Wanderlust Hollywood will be home to a timely discussion, “Reclaiming Wellness: Preserving Culture in Practice”, on Nov. 12 at 7p. Reclamation Ventures is hosting this conversation with three featured guests about preserving heritage in the modern wellness space. This event is FREE but RSVP is required, so grab your spot as limited seats remain.
Making space for culture and heritage in modern wellness
Is it possible for modern-day practitioners to thrive in a wellness culture that celebrates cookie-cutter yogic prototypes? The wellness industry has been called out, recently, for doing a poor job in centering the diversity of backgrounds and lived experiences in how it promotes and advocates for well-being. Reclamation Ventures is touching down in cities across the country, hosting a series of conversations around the country to examine how cultural heritage can be reclaimed in our wellness community.
Here is how Nicole Cardoza, founder, Reclamation Ventures, and her fellow panelists, reclaim their cultural backgrounds while working and practicing in modern wellness:
Nicole Cardoza is an entrepreneur, yoga instructor, investor and speaker passionate about making space for all of us to breathe.
In most of my relationship with the wellness industry, I’ve felt like a fish out of water. I’ve been navigating spaces where I know I’m not usually seen, accepted or valued as equal. It’s ironic that my practice – which reminds me that I can feel at home in my body, wherever I am – feels out of place with the inequity that we often see.
Nevertheless, when I’m rooted in my body I’m reminded of my mother, and hers, and hers, who overcame far more to make it as black women in America than the challenges I face today. And that gives me the strength to keep going.
Constanza Eliana Chinea is a Latinx, certified Yoga Instructor and activist who has a total of 10 years of experience in the industry and over 300 hours of training in Yoga, trauma, and anti-racism.
I love this question because it allows me to speak to a dent in the Yoga industry and how it centers whiteness as the norm, but it also reminds me of the trauma I faced as a child new to the US learning for the first time how dominant culture sees me, a brown Latinx woman, as “other” and different.
Reclaiming for me looks like being joyful, healthy, triumphant, and excited to take up space in the industry. It also means removing the assimilation that colonization made me think was necessary to survive and fully embrace myself and my culture as beautiful, and that empowers me to be in a space that so often overlooks and underestimates me.
Charlotte Nguyen is a spiritual counselor, interdisciplinary healing artist, creator of Get Free!

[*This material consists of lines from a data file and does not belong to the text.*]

// ============================================
// File: crates/riffle-portal/src/config.rs
// ============================================
//! # Portal Configuration
//!
//! ## Creation Reason
//! Provides configuration management for a portal host, loaded from a
//! TOML file.
//!
//! ## Main Functionality
//! - `PortalConfig`: Main configuration structure
//! - TOML file loading and parsing
//! - Configuration validation
//! - Conversion into runtime `PortalSettings` and `TlsMaterial`
//!
//! ## Configuration Sections
//! - `network`: Listen address
//! - `tls`: CA bundle, certificate, key, expected server name
//! - `limits`: Handshake/initialize timeouts, frame size
//! - `logging`: Log level
//!
//! ## Example Configuration
//! ```toml
//! [network]
//! listen_addr = "0.0.0.0:8016"
//!
//! [tls]
//! ca_file = "/etc/riffle/ca.pem"
//! cert_file = "/etc/riffle/node.pem"
//! key_file = "/etc/riffle/node.key"
//! server_name = "riffle.local"
//!
//! [limits]
//! handshake_timeout_secs = 30
//! initialize_timeout_secs = 30
//! max_frame_size = 16777216
//!
//! [logging]
//! level = "info"
//! ```
//!
//! ## ⚠️ Important Note for Next Developer
//! - `key_file` is optional; without it the key is read from `cert_file`
//! - All config changes require a restart
//!
//! ## Last Modified
//! v0.1.0 - Initial configuration implementation

use std::net::SocketAddr;
use std::path::{Path, PathBuf};
use std::time::Duration;

use serde::{Deserialize, Serialize};
use tracing::info;

use riffle_core::protocol::DEFAULT_MAX_FRAME_SIZE;
use riffle_core::TlsMaterial;

use crate::error::{PortalError, Result};
use crate::services::{PortalSettings, DEFAULT_SERVER_NAME};

/// Default Riffle port.
pub const DEFAULT_PORT: u16 = 8016;

// ============================================
// PortalConfig
// ============================================

/// Main portal configuration.
#[derive(Debug, Clone, Default, Serialize, Deserialize)]
pub struct PortalConfig {
    /// Network configuration.
    #[serde(default)]
    pub network: NetworkConfig,

    /// TLS material locations.
    #[serde(default)]
    pub tls: TlsConfig,

    /// Timeouts and size limits.
    #[serde(default)]
    pub limits: LimitsConfig,

    /// Logging configuration.
    #[serde(default)]
    pub logging: LoggingConfig,
}

impl PortalConfig {
    /// Loads configuration from a TOML file.
    ///
    /// # Errors
    /// Returns error if the file cannot be read, parsed, or validated.
    pub async fn load(path: impl AsRef<Path>) -> Result<Self> {
        let path = path.as_ref();
        let path_str = path.display().to_string();

        info!("Loading configuration from: {}", path_str);

        let content = tokio::fs::read_to_string(path)
            .await
            .map_err(|e| PortalError::config_load(&path_str, e.to_string()))?;

        let config: Self = toml::from_str(&content)
            .map_err(|e| PortalError::config_load(&path_str, e.to_string()))?;

        config.validate()?;

        info!("Configuration loaded successfully");
        Ok(config)
    }

    /// Loads configuration from a string.
    ///
    /// # Errors
    /// Returns error if the content cannot be parsed or validated.
    #[allow(clippy::should_implement_trait)]
    pub fn from_str(content: &str) -> Result<Self> {
        let config: Self = toml::from_str(content)
            .map_err(|e| PortalError::config_load("<string>", e.to_string()))?;
        config.validate()?;
        Ok(config)
    }

    /// Validates the configuration.
    ///
    /// # Errors
    /// Returns `ConfigInvalid` naming the first bad field.
    pub fn validate(&self) -> Result<()> {
        self.tls.validate()?;
        self.limits.validate()?;
        Ok(())
    }

    /// Serializes configuration to TOML string.
    #[must_use]
    pub fn to_toml(&self) -> String {
        toml::to_string_pretty(self).unwrap_or_default()
    }

    /// Returns listen address.
    #[must_use]
    pub fn listen_addr(&self) -> SocketAddr {
        self.network.listen_addr
    }

    /// Runtime settings for `Portal::new`.
    #[must_use]
    pub fn settings(&self) -> PortalSettings {
        PortalSettings {
            handshake_timeout: Duration::from_secs(self.limits.handshake_timeout_secs),
            initialize_timeout: Duration::from_secs(self.limits.initialize_timeout_secs),
            max_frame_size: self.limits.max_frame_size,
            server_name: self.tls.server_name.clone(),
        }
    }

    /// Reads the configured CA, certificate and key.
    ///
    /// # Errors
    /// Returns `Protocol(PemLoad)` naming the unreadable file.
    pub async fn material(&self) -> Result<TlsMaterial> {
        let material = TlsMaterial::load(
            &self.tls.ca_file,
            &self.tls.cert_file,
            self.tls.key_file.as_deref(),
        )
        .await?;
        Ok(material)
    }
}

// ============================================
// NetworkConfig
// ============================================

/// Network configuration section.
#[derive(Debug, Clone, Serialize, Deserialize)]
pub struct NetworkConfig {
    /// TCP listen address.
    #[serde(default = "default_listen_addr")]
    pub listen_addr: SocketAddr,
}

fn default_listen_addr() -> SocketAddr {
    SocketAddr::from(([0, 0, 0, 0], DEFAULT_PORT))
}

impl Default for NetworkConfig {
    fn default() -> Self {
        Self {
            listen_addr: default_listen_addr(),
        }
    }
}

// ============================================
// TlsConfig
// ============================================

/// TLS material section.
#[derive(Debug, Clone, Serialize, Deserialize)]
pub struct TlsConfig {
    /// PEM bundle of the shared CA.
    #[serde(default = "default_ca_file")]
    pub ca_file: PathBuf,

    /// PEM certificate chain of this node, leaf first.
    #[serde(default = "default_cert_file")]
    pub cert_file: PathBuf,

    /// PEM private key; read from `cert_file` when absent.
    #[serde(default)]
    pub key_file: Option<PathBuf>,

    /// Name expected in the certificate of peers we dial.
    #[serde(default = "default_server_name")]
    pub server_name: String,
}

fn default_ca_file() -> PathBuf {
    PathBuf::from("/etc/riffle/ca.pem")
}

fn default_cert_file() -> PathBuf {
    PathBuf::from("/etc/riffle/node.pem")
}

fn default_server_name() -> String {
    DEFAULT_SERVER_NAME.to_string()
}

impl TlsConfig {
    fn validate(&self) -> Result<()> {
        if self.ca_file.as_os_str().is_empty() {
            return Err(PortalError::config_invalid("tls.ca_file", "cannot be empty"));
        }
        if self.cert_file.as_os_str().is_empty() {
            return Err(PortalError::config_invalid("tls.cert_file", "cannot be empty"));
        }
        if self.server_name.is_empty() {
            return Err(PortalError::config_invalid("tls.server_name", "cannot be empty"));
        }
        Ok(())
    }
}

impl Default for TlsConfig {
    fn default() -> Self {
        Self {
            ca_file: default_ca_file(),
            cert_file: default_cert_file(),
            key_file: None,
            server_name: default_server_name(),
        }
    }
}

// ============================================
// LimitsConfig
// ============================================

/// Timeouts and size limits section.
#[derive(Debug, Clone, Serialize, Deserialize)]
pub struct LimitsConfig {
    /// Bound on TLS plus login, in seconds.
    #[serde(default = "default_handshake_timeout")]
    pub handshake_timeout_secs: u64,

    /// Bound on an avatar's `initialize`, in seconds.
    #[serde(default = "default_initialize_timeout")]
    pub initialize_timeout_secs: u64,

    /// Largest accepted frame body in bytes.
    #[serde(default = "default_max_frame_size")]
    pub max_frame_size: usize,
}

fn default_handshake_timeout() -> u64 {
    30
}

fn default_initialize_timeout() -> u64 {
    30
}

fn default_max_frame_size() -> usize {
    DEFAULT_MAX_FRAME_SIZE
}

impl LimitsConfig {
    fn validate(&self) -> Result<()> {
        if self.handshake_timeout_secs == 0 {
            return Err(PortalError::config_invalid(
                "limits.handshake_timeout_secs",
                "must be greater than 0",
            ));
        }

        if self.initialize_timeout_secs == 0 {
            return Err(PortalError::config_invalid(
                "limits.initialize_timeout_secs",
                "must be greater than 0",
            ));
        }

        if self.max_frame_size < 1024 {
            return Err(PortalError::config_invalid(
                "limits.max_frame_size",
                "must be at least 1024",
            ));
        }

        if u32::try_from(self.max_frame_size).is_err() {
            return Err(PortalError::config_invalid(
                "limits.max_frame_size",
                "cannot exceed u32::MAX",
            ));
        }

        Ok(())
    }
}

impl Default for LimitsConfig {
    fn default() -> Self {
        Self {
            handshake_timeout_secs: default_handshake_timeout(),
            initialize_timeout_secs: default_initialize_timeout(),
            max_frame_size: default_max_frame_size(),
        }
    }
}

// ============================================
// LoggingConfig
// ============================================

/// Logging configuration section.
#[derive(Debug, Clone, Serialize, Deserialize)]
pub struct LoggingConfig {
    /// Log level (trace, debug, info, warn, error).
    #[serde(default = "default_log_level")]
    pub level: String,
}

fn default_log_level() -> String {
    "info".to_string()
}

impl Default for LoggingConfig {
    fn default() -> Self {
        Self {
            level: default_log_level(),
        }
    }
}

// ============================================
// Tests
// ============================================

#[cfg(test)]
mod tests {
    use super::*;

    #[test]
    fn test_default_config() {
        let config = PortalConfig::default();
        assert!(config.validate().is_ok());
        assert_eq!(config.listen_addr().port(), 8016);
        assert_eq!(config.tls.server_name, "riffle.local");
    }

    #[test]
    fn test_full_config_format() {
        let toml = r#"
            [network]
            listen_addr = "127.0.0.1:9016"

            [tls]
            ca_file = "/srv/pki/ca.pem"
            cert_file = "/srv/pki/pdserver.pem"
            key_file = "/srv/pki/pdserver.key"
            server_name = "pd.example"

            [limits]
            handshake_timeout_secs = 10
            initialize_timeout_secs = 5
            max_frame_size = 65536

            [logging]
            level = "debug"
        "#;

        let config = PortalConfig::from_str(toml).unwrap();
        assert_eq!(config.listen_addr().port(), 9016);
        assert_eq!(config.tls.key_file.as_deref(), Some(Path::new("/srv/pki/pdserver.key")));
        assert_eq!(config.logging.level, "debug");

        let settings = config.settings();
        assert_eq!(settings.handshake_timeout, Duration::from_secs(10));
        assert_eq!(settings.initialize_timeout, Duration::from_secs(5));
        assert_eq!(settings.max_frame_size, 65536);
        assert_eq!(settings.server_name, "pd.example");
    }

    #[test]
    fn test_sections_are_optional() {
        let config = PortalConfig::from_str("[tls]\ncert_file = \"/tmp/node.pem\"\n").unwrap();
        assert_eq!(config.tls.cert_file, PathBuf::from("/tmp/node.pem"));
        assert!(config.tls.key_file.is_none());
        assert_eq!(config.limits.max_frame_size, DEFAULT_MAX_FRAME_SIZE);
    }

    #[test]
    fn test_invalid_limits() {
        let err = PortalConfig::from_str("[limits]\nhandshake_timeout_secs = 0\n").unwrap_err();
        assert!(matches!(
            err,
            PortalError::ConfigInvalid { ref field, .. } if field == "limits.handshake_timeout_secs"
        ));

        let err = PortalConfig::from_str("[limits]\nmax_frame_size = 10\n").unwrap_err();
        assert!(err.is_config_error());
    }

    #[test]
    fn test_unparseable_config() {
        let err = PortalConfig::from_str("[network]\nlisten_addr = \"not an address\"\n").unwrap_err();
        assert!(matches!(err, PortalError::ConfigLoad { .. }));
    }

    #[test]
    fn test_toml_round_trip() {
        let config = PortalConfig::default();
        let reparsed = PortalConfig::from_str(&config.to_toml()).unwrap();
        assert_eq!(reparsed.listen_addr(), config.listen_addr());
        assert_eq!(reparsed.tls.ca_file, config.tls.ca_file);
    }

    #[tokio::test]
    async fn test_load_missing_file() {
        let err = PortalConfig::load("/nonexistent/riffle/portal.toml").await.unwrap_err();
        assert!(matches!(err, PortalError::ConfigLoad { .. }));
        assert!(err.is_fatal());
    }
}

I stay true to my cultural roots by giving gratitude to my teachers and the legacy of traditions from which I descend. In many cultures, particularly in East Asia, the person who taught you and the lineage of teachers from whom you learned is a point of pride, authenticity and legitimacy, rather than something that undermines your expertise. I definitely feel that in a Western context, we’re trained to glorify the idea of a “self-made man.”
However, if we’re teaching practices like yoga or meditation that originated in Asia, ignoring the cultures or lineage of influence from which we descend further invisibilizes the contributions of Asian and Asian American people to wellness. Unless the knowledge I’m sharing is something I’ve spent years building and has elements unique to me, it’s unlikely that my work is really much different from my teachers (or the source I learned from), so I always take the time when I’m teaching a class or giving a talk to credit my teachers past and present.

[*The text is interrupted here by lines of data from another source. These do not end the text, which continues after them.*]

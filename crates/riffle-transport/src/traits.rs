// ============================================
// File: crates/riffle-transport/src/traits.rs
// ============================================
//! # Transport Traits
//!
//! ## Creation Reason
//! Defines the hand-off point between the transport and the RPC layer:
//! an authenticated duplex stream plus the identity behind it, and a
//! listener abstraction that can be backed by TLS or by in-memory pipes.
//!
//! ## Main Functionality
//! - `SecureIo`: Object-safe bound for the underlying byte stream
//! - `SecureStream`: Stream + verified peer identity
//! - `SecureListener`: Accepts connections whose handshake runs off the
//!   accept path
//!
//! ## Design Philosophy
//! - Traits enable mock implementations for testing
//! - Async-first design with `async_trait`
//!
//! ## ⚠️ Important Note for Next Developer
//! - `accept()` must return quickly; slow peers finish their handshake
//!   inside the returned `PendingStream`, not inside `accept()`
//!
//! ## Last Modified
//! v0.1.0 - Initial trait definitions

use std::fmt;
use std::future::Future;
use std::net::SocketAddr;
use std::pin::Pin;

use async_trait::async_trait;
use tokio::io::{AsyncRead, AsyncWrite};

use riffle_common::Identity;

use crate::error::Result;

// ============================================
// SecureIo
// ============================================

/// Byte stream usable under a `SecureStream`.
pub trait SecureIo: AsyncRead + AsyncWrite + Send + Unpin + 'static {}

impl<T> SecureIo for T where T: AsyncRead + AsyncWrite + Send + Unpin + 'static {}

// ============================================
// SecureStream
// ============================================

/// A mutually authenticated stream and the identity of its peer.
///
/// `peer_identity` was computed locally from the certificate our own TLS
/// stack verified; nothing the peer sends afterwards can change it.
pub struct SecureStream {
    io: Box<dyn SecureIo>,
    peer_identity: Identity,
    peer_addr: Option<SocketAddr>,
}

impl SecureStream {
    /// Wraps an authenticated stream.
    #[must_use]
    pub fn new(io: Box<dyn SecureIo>, peer_identity: Identity, peer_addr: Option<SocketAddr>) -> Self {
        Self {
            io,
            peer_identity,
            peer_addr,
        }
    }

    /// Verified identity of the peer.
    #[must_use]
    pub fn peer_identity(&self) -> &Identity {
        &self.peer_identity
    }

    /// Network address of the peer, if there is one.
    #[must_use]
    pub fn peer_addr(&self) -> Option<SocketAddr> {
        self.peer_addr
    }

    /// Splits into the raw stream and its metadata.
    #[must_use]
    pub fn into_parts(self) -> (Box<dyn SecureIo>, Identity, Option<SocketAddr>) {
        (self.io, self.peer_identity, self.peer_addr)
    }
}

impl fmt::Debug for SecureStream {
    fn fmt(&self, f: &mut fmt::Formatter<'_>) -> fmt::Result {
        f.debug_struct("SecureStream")
            .field("peer_identity", &self.peer_identity)
            .field("peer_addr", &self.peer_addr)
            .finish_non_exhaustive()
    }
}

// ============================================
// SecureListener Trait
// ============================================

/// Handshake still in progress for an accepted connection.
pub type PendingStream = Pin<Box<dyn Future<Output = Result<SecureStream>> + Send + 'static>>;

/// Source of inbound authenticated connections.
///
/// # Example
/// ```ignore
/// loop {
///     let pending = listener.accept().await?;
///     tokio::spawn(async move {
///         if let Ok(stream) = pending.await {
///             serve(stream).await;
///         }
///     });
/// }
/// ```
#[async_trait]
pub trait SecureListener: Send + Sync {
    /// Waits for the next inbound connection.
    ///
    /// # Errors
    /// Returns `ShuttingDown` after `shutdown`, or an I/O error from accept.
    async fn accept(&self) -> Result<PendingStream>;

    /// Returns the local address this listener is bound to.
    ///
    /// # Errors
    /// Returns error if address cannot be determined
    fn local_addr(&self) -> Result<SocketAddr>;

    /// Stops accepting; pending and future `accept` calls fail.
    fn shutdown(&self);

    /// Returns `true` until `shutdown` is called.
    fn is_active(&self) -> bool;
}

// ============================================
// Tests
// ============================================

#[cfg(test)]
mod tests {
    use super::*;

    #[test]
    fn test_secure_stream_parts() {
        let (io, _other) = tokio::io::duplex(64);
        let identity = Identity::new("device-1").unwrap();
        let addr: SocketAddr = "10.0.0.9:8016".parse().unwrap();
        let stream = SecureStream::new(Box::new(io), identity.clone(), Some(addr));

        assert_eq!(stream.peer_identity(), &identity);
        assert_eq!(stream.peer_addr(), Some(addr));
        assert!(format!("{stream:?}").contains("device-1"));

        let (_, id, peer_addr) = stream.into_parts();
        assert_eq!(id, identity);
        assert_eq!(peer_addr, Some(addr));
    }
}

The beautiful and inspiring legacy of our ancestral healing ways needs to be remembered and in doing so, I hope to inspire other people of color to reclaim the healing ways interrupted by colonization and honor the creativity of our survival!

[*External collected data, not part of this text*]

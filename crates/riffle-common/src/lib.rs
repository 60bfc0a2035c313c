// ============================================
// File: crates/riffle-common/src/lib.rs
// ============================================
//! # Riffle Common - Shared Types Library
//!
//! ## Creation Reason
//! Provides the identifiers and error types shared by every Riffle crate,
//! so that routing keys and object handles mean the same thing on both
//! sides of a connection.
//!
//! ## Main Functionality
//! - [`types`]: `Identity`, `ObjectId`, `ConnectionId`
//! - [`error`]: Common error types and result aliases
//!
//! ## Architecture Position
//! ```text
//! ┌─────────────────────────────────────────────────────┐
//! │               riffle-portal                         │
//! │                    │                                │
//! │         ┌──────────┴──────────┐                     │
//! │         ▼                     ▼                     │
//! │    riffle-core  ◄──── riffle-transport              │
//! │         │                     │                     │
//! │         └──────────┬──────────┘                     │
//! │                    ▼                                │
//! │              riffle-common  ◄── You are here        │
//! └─────────────────────────────────────────────────────┘
//! ```
//!
//! ## ⚠️ Important Note for Next Developer
//! - This crate is the foundation - changes affect everything
//! - Keep dependencies minimal (serde + thiserror only)
//! - `Identity` is a routing key: never construct one from data
//!   received over the application channel
//!
//! ## Last Modified
//! v0.1.0 - Initial implementation

#![warn(missing_docs)]
#![warn(clippy::all)]
#![warn(clippy::pedantic)]
#![allow(clippy::module_name_repetitions)]

pub mod error;
pub mod types;

// Re-export commonly used items at crate root
pub use error::{CommonError, Result};
pub use types::{ConnectionId, Identity, ObjectId};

Alli Simon is a yogi and meditation teacher from South Central LA, celebrating mindfulness, self love, and connection through the power of meditation.
When I started my practice, I thought I had to give up parts of myself in order to fit in and achieve “enlightenment”. In seeing a lack of representation, I realized that I deserved and would need to create a space for myself in this industry. Once I began sharing my practice, I then made a conscious decision to stay connected to who I am by allowing my personal roots to bring me closer to my own understanding of life, and closer to people in my communities.
The folks from my communities are often marginalized, are Black, identity as LGBTQIA+, are elders with limited mobility, have larger bodies. By showing up and sharing my practice in this way, it offers support for people to get closer to themselves, their roots and their communities.